On their blog, LinkedIn shared an interesting infographic on 3 types of thought leadership that a brand can choose to develop their thought leadership content strategy:
Choose a type of thought leadership you want to pursue and ensure your messages, as well as strategies, are aligned with it. Remember, not every company is in a good position to become a thought leader of everything.
Your company website is the first, great place to share your thought leadership content. But that doesn’t mean you should limit yourself on your blog. It also includes being active on social media platforms, guest posting on other relevant sites, speaking on podcasts, or organizing events/webinars.
Besides, you should diversify your content format because each channel has specific requirements on content type, and more importantly, your customers learn differently. Some prefer using infographics and images. Some learn fast when they watch videos. Others love to read. By developing your thought leadership content in different formats, you can easily reach many people and expand your brand awareness.
Note that it’s one thing to promote your content, another thing to keep it in control. Being too promotional can annoy your audience and potentially destroy your brand.
Ensure your content is authentic and genuine to your brand. That doesn’t necessarily mean your content needs to be completely original, but it needs to bring real values and includes data that helps your audience make better decisions.

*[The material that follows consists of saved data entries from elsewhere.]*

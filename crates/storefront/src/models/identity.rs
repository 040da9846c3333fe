//! Authenticated caller identity.

use handmade_market_core::Principal;
use serde::{Deserialize, Serialize};

/// A caller authenticated by the identity provider.
///
/// Carries the principal used to scope caller data and the delegation that
/// the backend accepts as proof of that principal. Stored in the session.
///
/// Implements `Debug` manually to redact the delegation.
#[derive(Clone, PartialEq, Eq, Serialize, Deserialize)]
pub struct Identity {
    pub principal: Principal,
    delegation: String,
    /// Unix timestamp of the login.
    pub authenticated_at: i64,
}

impl Identity {
    #[must_use]
    pub fn new(principal: Principal, delegation: impl Into<String>) -> Self {
        Self {
            principal,
            delegation: delegation.into(),
            authenticated_at: chrono::Utc::now().timestamp(),
        }
    }

    /// Bearer credential forwarded to the backend.
    #[must_use]
    pub fn delegation(&self) -> &str {
        &self.delegation
    }
}

impl std::fmt::Debug for Identity {
    fn fmt(&self, f: &mut std::fmt::Formatter<'_>) -> std::fmt::Result {
        f.debug_struct("Identity")
            .field("principal", &self.principal)
            .field("delegation", &"[REDACTED]")
            .field("authenticated_at", &self.authenticated_at)
            .finish()
    }
}

#[cfg(test)]
#[allow(clippy::unwrap_used)]
mod tests {
    use super::*;

    #[test]
    fn test_identity_debug_redacts_delegation() {
        let identity = Identity::new(Principal::parse("abcde-fg").unwrap(), "very-secret-token");
        let debug = format!("{identity:?}");
        assert!(debug.contains("abcde-fg"));
        assert!(debug.contains("[REDACTED]"));
        assert!(!debug.contains("very-secret-token"));
    }
}
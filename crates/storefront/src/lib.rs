//! Handmade Market Storefront library.
//!
//! Server-rendered storefront for a marketplace of handmade goods, in three
//! layers:
//!
//! - [`backend`] - remote access to the marketplace backend RPC interface
//! - [`sync`] - cached, deduplicated reads and invalidating mutations
//! - [`routes`] + [`views`] - HTMX page shells and fragments
//!
//! The router is exposed through [`app`] so integration tests can serve it
//! in-process.

#![cfg_attr(not(test), forbid(unsafe_code))]

pub mod backend;
pub mod config;
pub mod error;
pub mod filters;
pub mod middleware;
pub mod models;
pub mod routes;
pub mod state;
pub mod sync;
pub mod views;

use std::any::Any;

use askama::Template;
use axum::{
    Router,
    body::Body,
    extract::Request,
    http::{StatusCode, header},
    response::{IntoResponse, Response},
};
use tower_http::{catch_panic::CatchPanicLayer, trace::TraceLayer};

use crate::middleware::{
    CspNonce, OptionalIdentity, create_session_layer, csp_nonce_middleware, request_id_middleware,
    security_headers_middleware,
};
use crate::routes::fragment::{Layout, not_found_page};
use crate::state::AppState;

/// Fallback page for a request whose handler panicked.
#[derive(Template)]
#[template(path = "error.html")]
struct PanicPageTemplate {}

fn panic_response(panic: Box<dyn Any + Send + 'static>) -> Response {
    let detail = panic
        .downcast_ref::<String>()
        .map(String::as_str)
        .or_else(|| panic.downcast_ref::<&str>().copied())
        .unwrap_or("unknown panic");
    tracing::error!(detail, "Request handler panicked");

    let body = PanicPageTemplate {}
        .render()
        .unwrap_or_else(|_| "Something went wrong".to_string());
    (
        StatusCode::INTERNAL_SERVER_ERROR,
        [(header::CONTENT_TYPE, "text/html; charset=utf-8")],
        body,
    )
        .into_response()
}

async fn fallback(OptionalIdentity(identity): OptionalIdentity, nonce: CspNonce) -> Response {
    not_found_page(Layout::new(nonce, identity.as_ref()), "Page")
}

/// Build the storefront router with the full middleware stack.
///
/// Serve it with `into_make_service_with_connect_info::<SocketAddr>()`; the
/// rate limiters key on the peer address when no proxy header is present.
pub fn app(state: AppState) -> Router {
    let session_layer = create_session_layer(state.config());

    routes::routes(state.config())
        .fallback(fallback)
        .layer(axum::middleware::from_fn(security_headers_middleware))
        .layer(session_layer)
        .layer(axum::middleware::from_fn(csp_nonce_middleware))
        .with_state(state)
        .layer(axum::middleware::from_fn(request_id_middleware))
        .layer(
            TraceLayer::new_for_http().make_span_with(|request: &Request<Body>| {
                tracing::info_span!(
                    "request",
                    method = %request.method(),
                    uri = %request.uri(),
                    request_id = tracing::field::Empty,
                )
            }),
        )
        // Sentry layers (outermost for full request coverage)
        .layer(sentry_tower::NewSentryLayer::new_from_top())
        .layer(sentry_tower::SentryHttpLayer::new().enable_transaction())
        .layer(CatchPanicLayer::custom(panic_response))
}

Developing a unified brand voice is a good way to bring authenticity to your thought leadership content. By doing that, you can deliver your content consistently everywhere and improve brand recognition—whenever your customers see your content, they know exactly what you’re all about.
A brand can partner with a publisher or content marketing agency to develop and distribute content. But it should be noted that thought leadership is intimately connected with your brand, who you are, and what you stand for. What you create is your ideas, research, your perspectives, your experience, and your expertise. Hence, you need to be proactive in delivering it.
Having said that, it doesn’t mean you can’t hire an agency to help you with thought leadership content. In fact, a trusted outside vendor can greatly assist you in building a thought leadership brand, from ideation to distribution. But you should do this after you already earn a badge of authority in your field.
The collaboration between Microsoft and Gimlet Creative in co-producing the “.future” podcast series is an excellent example of doing that right. Microsoft creates content and then gives it to Gimlet Creative for packaging and distribution. Remember, the best person who can communicate what’s in your head is just you.
If it were easy, everyone would be one, which, in turn, means nobody would be. As David McCullough once said, “If everyone is special, then no one is. If everyone gets a trophy, trophies become meaningless.” It can be a long, challenging journey to be called a thought leadership brand.
Take a significant investment of time and energy to determine your brand’s strengths and weaknesses. Then, identify your target audience, choose a specific area to lead in, lead by saying something new in your area, and be authentic in whatever you’re doing. Sooner or later, you’ll become a thought leader—something you can be proud of.